Longsor Gletser di Nepal: Bencana Berantai yang Menuntut Kewaspadaan Baru
Baca dalam 60 detik
- Longsor es dan batuan di ketinggian 4.800 meter memicu aliran lumpur dahsyat yang menewaskan ratusan orang di Nepal.
- Para ahli menyebut peristiwa ini sebagai 'hazard cascade' atau rantai bahaya, bukan sekadar banjir bandang dari danau glasial.
- Perubahan iklim dan meningkatnya populasi di lembah Himalaya meningkatkan risiko bencana serupa di masa depan.

Ratusan nyawa melayang dan ratusan lainnya masih dinyatakan hilang setelah gletser di Tibet runtuh dan memicu longsoran lumpur serta air yang menerjang lembah di Nepal. Bencana ini bukan sekadar banjir bandang biasa; para ilmuwan menyebutnya sebagai rantai bahaya (hazard cascade) yang dimulai dari longsoran batuan dan es di ketinggian ekstrem.
Stuart Dunning, profesor geomorfologi terapan yang meneliti pengurangan risiko bencana di kawasan pegunungan tinggi, menjelaskan bahwa longsoran batu-es (rock-ice avalanche) dimulai di sekitar 4.800 meter dan jatuh lebih dari 1.200 meter. Es yang hancur akibat gesekan dan panas berubah menjadi air, mengubah longsoran kering menjadi aliran puing yang jauh lebih mematikan. "Aliran ini bergerak menyusuri sungai, mengikis dasar dan tepian lembah, lalu mengendapkan material di sepanjang jalurnya," ujarnya.
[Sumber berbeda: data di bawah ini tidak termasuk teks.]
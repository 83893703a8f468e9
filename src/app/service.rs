//! Node service: the command execution core.
//!
//! [`NodeService`] owns the FPGA port, the summary-state writer and the
//! telemetry records.  It runs on the controller thread only; every
//! hardware access and every state change happens inside
//! [`NodeService::execute`].
//!
//! ```text
//!                ┌──────────────────────────────┐ ──▶ EventSink
//!  queue ──────▶ │          NodeService          │
//!                │  SummaryState · ILC telemetry │ ──▶ FpgaPort
//!                └──────────────────────────────┘
//! ```

use std::time::{Duration, Instant};

use log::{debug, error, info, warn};

use crate::config::{MAX_ILCS, NodeConfig};
use crate::error::{ExecutionError, HardwareError};
use crate::fsm::states::{self, descriptor};
use crate::fsm::{SummaryState, SummaryStateCell, SummaryStateReader};
use crate::ilc::{self, IlcMode, RESPONSE_WORDS, StatusResponse};
use crate::telemetry::{EnabledIlc, ThermalData};
use crate::threads::StopToken;

use super::commands::{AdmittedCommand, CommandKind, CommandName};
use super::events::AppEvent;
use super::ports::{EventSink, FpgaPort};

// ───────────────────────────────────────────────────────────────
// NodeService
// ───────────────────────────────────────────────────────────────

pub struct NodeService<F: FpgaPort, S: EventSink> {
    fpga: F,
    sink: S,
    state: SummaryStateCell,
    addresses: heapless::Vec<u8, MAX_ILCS>,
    bitfile_dir: String,
    fifo_timeout: Duration,
    response_timeout: Duration,
    enabled_ilc: EnabledIlc,
    thermal: ThermalData,
    /// Raised by `exitControl`.
    exit: StopToken,
    settings: Option<String>,
    last_update: Option<Instant>,
    update_count: u64,
    fpga_open: bool,
}

impl<F: FpgaPort, S: EventSink> NodeService<F, S> {
    /// Construct the service in Standby.  Does not touch the FPGA; call
    /// [`bring_up`](Self::bring_up) next.
    pub fn new(fpga: F, sink: S, config: &NodeConfig, exit: StopToken) -> Self {
        Self {
            fpga,
            sink,
            state: SummaryStateCell::new(SummaryState::Standby),
            addresses: config.ilc_addresses.clone(),
            bitfile_dir: config.bitfile_dir.clone(),
            fifo_timeout: config.fifo_timeout(),
            response_timeout: config.response_timeout(),
            enabled_ilc: EnabledIlc::new(),
            thermal: ThermalData::new(),
            exit,
            settings: None,
            last_update: None,
            update_count: 0,
            fpga_open: false,
        }
    }

    // ── Lifecycle ─────────────────────────────────────────────

    /// Initialize and open the FPGA.  Failure here is fatal to the node.
    pub fn bring_up(&mut self) -> Result<(), HardwareError> {
        self.fpga.initialize()?;
        if let Err(e) = self.fpga.open(&self.bitfile_dir) {
            error!("NodeService: FPGA open failed: {}", e);
            if let Err(fe) = self.fpga.finalize() {
                warn!("NodeService: finalize after failed open: {}", fe);
            }
            return Err(e);
        }
        self.fpga_open = true;
        let state = self.state.get();
        self.sink.emit(&AppEvent::Started(state));
        info!("NodeService started in {}", state);
        Ok(())
    }

    /// Close and finalize the FPGA.  Errors are logged, not returned.
    pub fn tear_down(&mut self) {
        if !self.fpga_open {
            return;
        }
        self.fpga_open = false;
        if let Err(e) = self.fpga.close() {
            warn!("NodeService: FPGA close failed: {}", e);
        }
        if let Err(e) = self.fpga.finalize() {
            warn!("NodeService: FPGA finalize failed: {}", e);
        }
        info!("NodeService: FPGA closed");
    }

    // ── Execution ─────────────────────────────────────────────

    /// Execute one admitted command and send its terminal ack.
    pub fn execute(&mut self, cmd: AdmittedCommand) -> Result<(), ExecutionError> {
        let (kind, ack) = cmd.into_parts();
        match self.run(&kind) {
            Ok(()) => {
                ack.complete();
                Ok(())
            }
            Err(e) => {
                ack.fail_with(&e);
                Err(e)
            }
        }
    }

    fn run(&mut self, kind: &CommandKind) -> Result<(), ExecutionError> {
        match kind {
            CommandKind::Start { settings_to_apply } => self.start(settings_to_apply),
            CommandKind::Enable => self.transition(CommandName::Enable),
            CommandKind::Disable => self.transition(CommandName::Disable),
            CommandKind::Standby => self.standby(),
            CommandKind::ExitControl => self.exit_control(),
            CommandKind::Update => self.update(),
        }
    }

    fn check_allowed(&self, name: CommandName) -> Result<SummaryState, ExecutionError> {
        let current = self.state.get();
        if states::accepts(current, name) {
            Ok(current)
        } else {
            Err(ExecutionError::NotAllowed {
                command: name,
                state: current,
            })
        }
    }

    fn start(&mut self, settings: &str) -> Result<(), ExecutionError> {
        self.check_allowed(CommandName::Start)?;
        info!("NodeService: applying settings '{}'", settings);
        self.transition(CommandName::Start)?;
        self.settings = Some(settings.to_owned());
        Ok(())
    }

    /// Command the ILCs into the target state's mode, then switch state.
    fn transition(&mut self, name: CommandName) -> Result<(), ExecutionError> {
        self.check_allowed(name)?;
        let Some(next) = states::target(name) else {
            return Ok(());
        };
        self.set_ilc_mode(descriptor(next).ilc_mode)?;
        self.set_state(next);
        Ok(())
    }

    /// Standby always succeeds once allowed; ILC errors are logged.
    fn standby(&mut self) -> Result<(), ExecutionError> {
        self.check_allowed(CommandName::Standby)?;
        if let Err(e) = self.set_ilc_mode(IlcMode::Standby) {
            warn!("NodeService: ILC standby failed, continuing: {}", e);
        }
        self.settings = None;
        self.set_state(SummaryState::Standby);
        Ok(())
    }

    fn exit_control(&mut self) -> Result<(), ExecutionError> {
        self.check_allowed(CommandName::ExitControl)?;
        info!("NodeService: exit requested");
        self.exit.cancel();
        self.sink.emit(&AppEvent::ExitRequested);
        Ok(())
    }

    /// One outer-loop cycle.  No-op unless Enabled.
    fn update(&mut self) -> Result<(), ExecutionError> {
        if !self.state.get().is_active() {
            return Ok(());
        }

        let now = Instant::now();
        if let Some(prev) = self.last_update.replace(now) {
            debug!("Update: {:?} since previous cycle", now - prev);
        }
        self.update_count += 1;

        if let Err(e) = self.poll_thermal() {
            error!("Update: hardware error, entering Fault: {}", e);
            if let Err(de) = self.set_ilc_mode(IlcMode::Disabled) {
                warn!("Update: disabling ILCs after fault failed: {}", de);
            }
            self.set_state(SummaryState::Fault);
            return Err(e.into());
        }

        self.thermal.send(&mut self.sink);
        self.enabled_ilc.send(&mut self.sink);
        Ok(())
    }

    fn poll_thermal(&mut self) -> Result<(), HardwareError> {
        let request = ilc::status_request(&self.addresses)?;
        self.fpga.write_request_fifo(&request, self.fifo_timeout)?;

        let mut buf = [0u16; RESPONSE_WORDS * MAX_ILCS];
        let words = &mut buf[..RESPONSE_WORDS * self.addresses.len()];
        self.fpga
            .read_u16_response_fifo(words, self.response_timeout)?;

        for (chunk, &address) in words.chunks_exact(RESPONSE_WORDS).zip(&self.addresses) {
            let response = StatusResponse::parse(chunk)?;
            if response.address != address {
                return Err(HardwareError::BadResponse);
            }
            self.thermal.record(response);
        }
        Ok(())
    }

    fn set_ilc_mode(&mut self, mode: IlcMode) -> Result<(), HardwareError> {
        let frame = ilc::mode_frame(&self.addresses, mode)?;
        let result = self.fpga.write_command_fifo(&frame, self.fifo_timeout);
        // A failed write leaves the ILCs in an unknown mode; treat as not enabled.
        let enabled = result.is_ok() && mode == IlcMode::Enabled;
        self.enabled_ilc.set_all(&self.addresses, enabled);
        self.enabled_ilc.send(&mut self.sink);
        result
    }

    fn set_state(&mut self, next: SummaryState) {
        let prev = self.state.set(next);
        if prev != next {
            self.sink
                .emit(&AppEvent::SummaryStateChanged { from: prev, to: next });
        }
    }

    // ── Queries ───────────────────────────────────────────────

    pub fn state(&self) -> SummaryState {
        self.state.get()
    }

    /// Read-only handle for producer threads.
    pub fn state_reader(&self) -> SummaryStateReader {
        self.state.reader()
    }

    /// Settings applied by the last `start`, cleared by `standby`.
    pub fn settings(&self) -> Option<&str> {
        self.settings.as_deref()
    }

    /// Update cycles that did work (ran while Enabled).
    pub fn update_count(&self) -> u64 {
        self.update_count
    }

    pub fn enabled_ilc(&self) -> &EnabledIlc {
        &self.enabled_ilc
    }

    pub fn thermal(&self) -> &ThermalData {
        &self.thermal
    }

    pub fn fpga(&self) -> &F {
        &self.fpga
    }

    pub fn sink(&self) -> &S {
        &self.sink
    }
}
Kejadian ini mengingatkan pada bencana Chamoli di India pada 2021, yang juga dipicu oleh longsoran es dan batuan. Namun, yang membedakan adalah tidak adanya danau glasial sebagai sumber air. Para ahli masih memperdebatkan istilah yang tepat; awalnya banyak yang menduga ini adalah Glof (Glacial Lake Outburst Flood), tetapi ternyata tidak ada danau. Dunning lebih suka menyebutnya sebagai proses berantai yang melibatkan longsoran, pencairan es, dan aliran puing.
Pemantauan satelit menjadi kunci untuk memetakan area terdampak dan mendeteksi bahaya sekunder, seperti genangan air di balik material longsor yang bisa memicu banjir susulan. Data seismik dan foto lapangan membantu mengukur kecepatan, kedalaman, dan konsistensi aliran. Namun, tantangan terbesar adalah memprediksi kejadian serupa. "Ada ribuan lereng seperti ini di kawasan Himalaya, sulit untuk dipantau satu per satu," kata Dunning.
Perubahan iklim mempercepat penipisan dan mundurnya gletser, meninggalkan lereng yang tidak stabil dan permafrost yang mencair—yang sering disebut sebagai "lem" yang merekatkan batuan. Ditambah dengan aktivitas seismik dan pengangkatan pegunungan yang terus berlangsung, risiko longsoran semakin besar. "Kejadian ini lebih dahsyat karena lebih banyak orang tinggal di lembah-lembah ini daripada sebelumnya," tambah Dunning.
Bagi Indonesia, pelajaran dari Nepal sangat relevan. Meskipun tidak memiliki gletser, Indonesia memiliki banyak lereng curam dan gunung berapi yang rawan longsor. Bencana seperti ini menegaskan pentingnya sistem peringatan dini yang terintegrasi dan pemahaman tentang bahaya berantai. "Untuk gempa, kita punya 'drop, cover, roll'. Tapi untuk kejadian seperti ini, nasihatnya lebih rumit: ada yang harus berlari ke gedung tinggi, ada yang harus mendaki bukit," jelas Dunning.
Ke depan, para ilmuwan berupaya memanfaatkan sinyal seismik untuk membedakan gempa dari longsoran, sehingga bisa memberi waktu lebih bagi masyarakat untuk menyelamatkan diri. Namun, Dunning menggarisbawahi bahwa beberapa area mungkin terlalu berbahaya untuk dihuni. "Kita harus menerima bahwa ada zona yang tidak aman," pungkasnya. Pertanyaannya, apakah negara-negara dengan pegunungan tinggi, termasuk Indonesia, siap menghadapi risiko yang semakin kompleks ini?